━━━ Records for the task

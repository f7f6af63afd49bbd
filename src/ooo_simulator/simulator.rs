// Copyright (c) 2024 Mudit Bhargava
//
// Permission is hereby granted, free of charge, to any person obtaining a copy
// of this software and associated documentation files (the "Software"), to deal
// in the Software without restriction, including without limitation the rights
// to use, copy, modify, merge, publish, distribute, sublicense, and/or sell
// copies of the Software, and to permit persons to whom the Software is
// furnished to do so, subject to the following conditions:
//
// The above copyright notice and this permission notice shall be included in all
// copies or substantial portions of the Software.
//
// THE SOFTWARE IS PROVIDED "AS IS", WITHOUT WARRANTY OF ANY KIND, EXPRESS OR
// IMPLIED, INCLUDING BUT NOT LIMITED TO THE WARRANTIES OF MERCHANTABILITY,
// FITNESS FOR A PARTICULAR PURPOSE AND NONINFRINGEMENT. IN NO EVENT SHALL THE
// AUTHORS OR COPYRIGHT HOLDERS BE LIABLE FOR ANY CLAIM, DAMAGES OR OTHER
// LIABILITY, WHETHER IN AN ACTION OF CONTRACT, TORT OR OTHERWISE, ARISING FROM,
// OUT OF OR IN CONNECTION WITH THE SOFTWARE OR THE USE OR OTHER DEALINGS IN THE
// SOFTWARE.
//

// simulator.rs
//
// This file contains the cycle-accurate driver for the out-of-order pipeline
// simulator. Each tick runs the stages in reverse dataflow order (consumer
// before producer) so an instruction can never traverse two stages in one
// cycle:
//
//   state-update -> execute-writeback -> execute-fire -> schedule ->
//   dispatch -> fetch
//
// Instructions flow fetch -> dispatch queue -> reservation station ->
// functional unit -> result bus -> retirement, one cycle per stage minimum.

use std::collections::VecDeque;
use std::fmt;
use std::io::{self, Write};

use log::{debug, trace};
use serde::Serialize;

use super::components::{
    FuPool, FuType, InstructionRecord, ProcInstruction, RegisterStatus, RsEntry, NUM_REGS,
};
use super::config::ProcConfig;
use crate::errors::SimulatorError;

/// Host-supplied instruction stream; `None` signals end of trace.
pub trait InstructionSource {
    fn read_instruction(&mut self) -> Option<ProcInstruction>;
}

/// Instruction source backed by an owned instruction list.
pub struct VecSource {
    iter: std::vec::IntoIter<ProcInstruction>,
}

impl VecSource {
    pub fn new(instructions: Vec<ProcInstruction>) -> Self {
        Self {
            iter: instructions.into_iter(),
        }
    }
}

impl InstructionSource for VecSource {
    fn read_instruction(&mut self) -> Option<ProcInstruction> {
        self.iter.next()
    }
}

/// Aggregate counters reported after a run.
#[derive(Debug, Clone, Serialize)]
pub struct ProcStats {
    pub cycle_count: u64,
    pub retired_instruction: u64,
    pub avg_inst_fired: f32,
    pub avg_inst_retired: f32,
    pub avg_disp_size: f32,
    pub max_disp_size: u64,
}

impl fmt::Display for ProcStats {
    fn fmt(&self, f: &mut fmt::Formatter) -> fmt::Result {
        writeln!(f, "Processor Statistics:")?;
        writeln!(f, "  Cycles: {}", self.cycle_count)?;
        writeln!(f, "  Instructions Retired: {}", self.retired_instruction)?;
        writeln!(f, "  Avg Instructions Fired Per Cycle: {:.6}", self.avg_inst_fired)?;
        writeln!(f, "  Avg Instructions Retired Per Cycle: {:.6}", self.avg_inst_retired)?;
        writeln!(f, "  Avg Dispatch Queue Size: {:.6}", self.avg_disp_size)?;
        write!(f, "  Max Dispatch Queue Size: {}", self.max_disp_size)
    }
}

/// Out-of-order pipeline simulator. Owns every piece of machine state; the
/// stage methods receive mutable borrows through `self`.
pub struct ProcSimulator {
    pub config: ProcConfig,

    // Hardware resources
    pub rs: Vec<RsEntry>,
    pub fu_pools: [FuPool; FuType::COUNT],
    pub reg_file: Vec<RegisterStatus>,
    pub dispatch_queue: VecDeque<ProcInstruction>,
    fetch_buffer: Vec<ProcInstruction>,

    // Per-tag records, indexed by tag (slot 0 unused)
    pub records: Vec<InstructionRecord>,

    // Front-end state
    next_tag: u64,
    no_more_fetch: bool,

    // Counters
    pub cycle: u64,
    total_disp_size: u64,
    max_disp_size: u64,
    total_inst_fired: u64,
    total_inst_retired: u64,
}

impl ProcSimulator {
    pub fn new(config: ProcConfig) -> Result<Self, SimulatorError> {
        config.validate()?;

        let rs = vec![RsEntry::default(); config.rs_capacity()];
        let fu_pools = [
            FuPool::new(config.num_k0_units),
            FuPool::new(config.num_k1_units),
            FuPool::new(config.num_k2_units),
        ];

        Ok(Self {
            fetch_buffer: Vec::with_capacity(config.fetch_width),
            config,
            rs,
            fu_pools,
            reg_file: vec![RegisterStatus::default(); NUM_REGS],
            dispatch_queue: VecDeque::new(),
            records: vec![InstructionRecord::default()],
            next_tag: 1,
            no_more_fetch: false,
            cycle: 0,
            total_disp_size: 0,
            max_disp_size: 0,
            total_inst_fired: 0,
            total_inst_retired: 0,
        })
    }

    /// Run until the trace is exhausted and every instruction has retired.
    pub fn run(&mut self, source: &mut dyn InstructionSource) {
        while self.step(source) {}
        debug!(
            "simulation finished after {} cycles, {} instructions retired",
            self.cycle, self.total_inst_retired
        );
    }

    /// Execute one cycle. Returns false once all instructions are done, in
    /// which case no cycle was consumed.
    pub fn step(&mut self, source: &mut dyn InstructionSource) -> bool {
        if self.all_instructions_done() {
            return false;
        }

        self.cycle += 1;

        // Snapshot free slots before retirement: schedule may not use slots
        // freed by this cycle's state-update, preserving one cycle per stage.
        let rs_free_start = self.rs.iter().filter(|e| e.is_free()).count();

        self.stage_state_update();
        self.stage_execute_writeback();
        self.stage_execute_fire();
        self.stage_schedule(rs_free_start);
        self.stage_dispatch();
        self.stage_fetch(source);

        // Dispatch-queue statistics are sampled at end of cycle
        let disp_size = self.dispatch_queue.len() as u64;
        self.total_disp_size += disp_size;
        if disp_size > self.max_disp_size {
            self.max_disp_size = disp_size;
        }

        true
    }

    /// Trace exhausted, dispatch queue drained, reservation station empty,
    /// and all functional units idle.
    fn all_instructions_done(&self) -> bool {
        self.no_more_fetch
            && self.dispatch_queue.is_empty()
            && self.rs.iter().all(|e| e.is_free())
            && self.fu_pools.iter().all(|pool| !pool.any_busy())
    }

    // ----------------- FETCH -----------------
    fn stage_fetch(&mut self, source: &mut dyn InstructionSource) {
        self.fetch_buffer.clear();
        if self.no_more_fetch {
            return;
        }

        for _ in 0..self.config.fetch_width {
            let mut inst = match source.read_instruction() {
                Some(inst) => inst,
                None => {
                    self.no_more_fetch = true;
                    break;
                },
            };

            inst.tag = self.next_tag;
            self.next_tag += 1;

            debug_assert_eq!(self.records.len() as u64, inst.tag);
            self.records.push(InstructionRecord {
                inst,
                fetch_cycle: self.cycle,
                ..Default::default()
            });

            self.fetch_buffer.push(inst);
        }
    }

    // ----------------- DISPATCH -----------------
    fn stage_dispatch(&mut self) {
        for inst in self.fetch_buffer.drain(..) {
            self.records[inst.tag as usize].disp_cycle = self.cycle;
            self.dispatch_queue.push_back(inst);
        }
    }

    // ----------------- SCHEDULE (dispatch queue -> RS) -----------------
    fn stage_schedule(&mut self, rs_free_start: usize) {
        let mut used_this_cycle = 0;

        while used_this_cycle < rs_free_start && !self.dispatch_queue.is_empty() {
            let slot = match self.rs.iter().position(RsEntry::is_free) {
                Some(slot) => slot,
                None => break,
            };
            let inst = match self.dispatch_queue.pop_front() {
                Some(inst) => inst,
                None => break,
            };
            used_this_cycle += 1;

            self.records[inst.tag as usize].sched_cycle = self.cycle;
            trace!("cycle {}: scheduled tag {} into RS slot {}", self.cycle, inst.tag, slot);

            let entry = &mut self.rs[slot];
            entry.inst = inst;
            entry.issued = false;
            entry.completed = false;
            entry.fu_index = None;
            entry.fu_type = FuType::from_op_code(inst.op_code);

            for s in 0..2 {
                let reg = inst.src_reg[s];
                if reg < 0 || self.reg_file[reg as usize].ready {
                    entry.src_ready[s] = true;
                    entry.src_tag[s] = 0;
                } else {
                    entry.src_ready[s] = false;
                    entry.src_tag[s] = self.reg_file[reg as usize].producer_tag;
                }
            }

            // Claim the destination: the youngest writer becomes producer of
            // record, even over an older in-flight writer (WAW)
            if inst.dest_reg >= 0 {
                let dest = inst.dest_reg as usize;
                self.reg_file[dest].ready = false;
                self.reg_file[dest].producer_tag = inst.tag;
            }
        }

        debug_assert!(used_this_cycle <= rs_free_start);
    }

    // ----------------- EXECUTE-FIRE (RS -> FU) -----------------
    fn stage_execute_fire(&mut self) {
        let mut ready: Vec<usize> = (0..self.rs.len())
            .filter(|&i| self.rs[i].is_ready_to_fire())
            .collect();

        // Service in tag order (oldest first)
        ready.sort_by_key(|&i| self.rs[i].inst.tag);

        for idx in ready {
            let fu_type = self.rs[idx].fu_type;
            let pool = &mut self.fu_pools[fu_type.index()];
            if let Some(fu_idx) = pool.first_free() {
                let tag = self.rs[idx].inst.tag;
                pool.units[fu_idx].fire(tag);

                let entry = &mut self.rs[idx];
                entry.issued = true;
                entry.fu_index = Some(fu_idx);
                self.records[tag as usize].exec_cycle = self.cycle;
                self.total_inst_fired += 1;

                trace!(
                    "cycle {}: fired tag {} on {:?} unit {}",
                    self.cycle, tag, fu_type, fu_idx
                );
            }
            // No free unit of this type: the entry stays and retries next cycle
        }
    }

    // ----------------- EXECUTE-WRITEBACK (FUs -> result buses) -----------------
    fn stage_execute_writeback(&mut self) {
        // All unit-latency results are eligible the cycle after firing
        let mut completed: Vec<(usize, usize, u64)> = Vec::new();
        for (type_idx, pool) in self.fu_pools.iter().enumerate() {
            for (fu_idx, fu) in pool.units.iter().enumerate() {
                debug_assert_eq!(fu.busy, fu.inst_tag != 0);
                if fu.busy && fu.cycles_left == 1 {
                    completed.push((type_idx, fu_idx, fu.inst_tag));
                }
            }
        }

        // First-fired, oldest instructions win bus arbitration
        completed.sort_by_key(|&(_, _, tag)| (self.records[tag as usize].exec_cycle, tag));

        let broadcasts = completed.len().min(self.config.result_buses);
        for &(type_idx, fu_idx, tag) in completed.iter().take(broadcasts) {
            if let Some(entry) = self.rs.iter_mut().find(|e| e.inst.tag == tag) {
                entry.completed = true;
                self.records[tag as usize].state_cycle = self.cycle;
            }
            self.fu_pools[type_idx].units[fu_idx].release();
            trace!("cycle {}: broadcast tag {}", self.cycle, tag);
        }
        // Candidates beyond the bus count stall with their unit still busy
    }

    // ----------------- STATE-UPDATE (retirement + wakeup) -----------------
    fn stage_state_update(&mut self) {
        let mut retiring: Vec<usize> = (0..self.rs.len())
            .filter(|&i| self.rs[i].completed && self.rs[i].inst.tag != 0)
            .collect();

        // Retire oldest first so producer-of-record checks see consistent state
        retiring.sort_by_key(|&i| self.rs[i].inst.tag);

        for idx in retiring {
            let inst = self.rs[idx].inst;
            self.total_inst_retired += 1;

            if inst.dest_reg >= 0 {
                let dest = inst.dest_reg as usize;
                let latest = self.reg_file[dest].producer_tag;

                // Only the youngest writer of record clears the ready bit
                if latest == inst.tag {
                    self.reg_file[dest].ready = true;
                }

                // Wake consumers whose tag lies in the producer chain between
                // the retiring writer and the writer of record
                for entry in self.rs.iter_mut() {
                    if entry.inst.tag == 0 {
                        continue;
                    }
                    for s in 0..2 {
                        if entry.inst.src_reg[s] == inst.dest_reg
                            && (latest == inst.tag
                                || (entry.inst.tag > inst.tag && entry.inst.tag <= latest))
                        {
                            entry.src_ready[s] = true;
                        }
                    }
                }
            }

            self.rs[idx].reset();
            trace!("cycle {}: retired tag {}", self.cycle, inst.tag);
        }
    }

    // ----------------- RESULTS -----------------

    pub fn stats(&self) -> ProcStats {
        let cycles = self.cycle as f32;
        let (avg_inst_fired, avg_inst_retired, avg_disp_size) = if self.cycle > 0 {
            (
                self.total_inst_fired as f32 / cycles,
                self.total_inst_retired as f32 / cycles,
                self.total_disp_size as f32 / cycles,
            )
        } else {
            (0.0, 0.0, 0.0)
        };

        ProcStats {
            // The final cycle only drains retirement bookkeeping
            cycle_count: self.cycle.saturating_sub(1),
            retired_instruction: self.total_inst_retired,
            avg_inst_fired,
            avg_inst_retired,
            avg_disp_size,
            max_disp_size: self.max_disp_size,
        }
    }

    pub fn record(&self, tag: u64) -> Option<&InstructionRecord> {
        self.records.get(tag as usize)
    }

    /// Number of instructions fetched so far.
    pub fn instructions_fetched(&self) -> u64 {
        self.next_tag - 1
    }

    /// Write the per-instruction timing table: one tab-separated line per
    /// tag, in tag order.
    pub fn write_timing<W: Write>(&self, writer: &mut W) -> io::Result<()> {
        for (tag, record) in self.records.iter().enumerate().skip(1) {
            writeln!(
                writer,
                "{}\t{}\t{}\t{}\t{}\t{}",
                tag,
                record.fetch_cycle,
                record.disp_cycle,
                record.sched_cycle,
                record.exec_cycle,
                record.state_cycle
            )?;
        }
        Ok(())
    }
}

━━━━━━

Task: Copy whichever lines above contain the string "ProcInstruction".

Answer to the problem:
    FuPool, FuType, InstructionRecord, ProcInstruction, RegisterStatus, RsEntry, NUM_REGS,
    fn read_instruction(&mut self) -> Option<ProcInstruction>;
    iter: std::vec::IntoIter<ProcInstruction>,
    pub fn new(instructions: Vec<ProcInstruction>) -> Self {
    fn read_instruction(&mut self) -> Option<ProcInstruction> {
    pub dispatch_queue: VecDeque<ProcInstruction>,
    fetch_buffer: Vec<ProcInstruction>,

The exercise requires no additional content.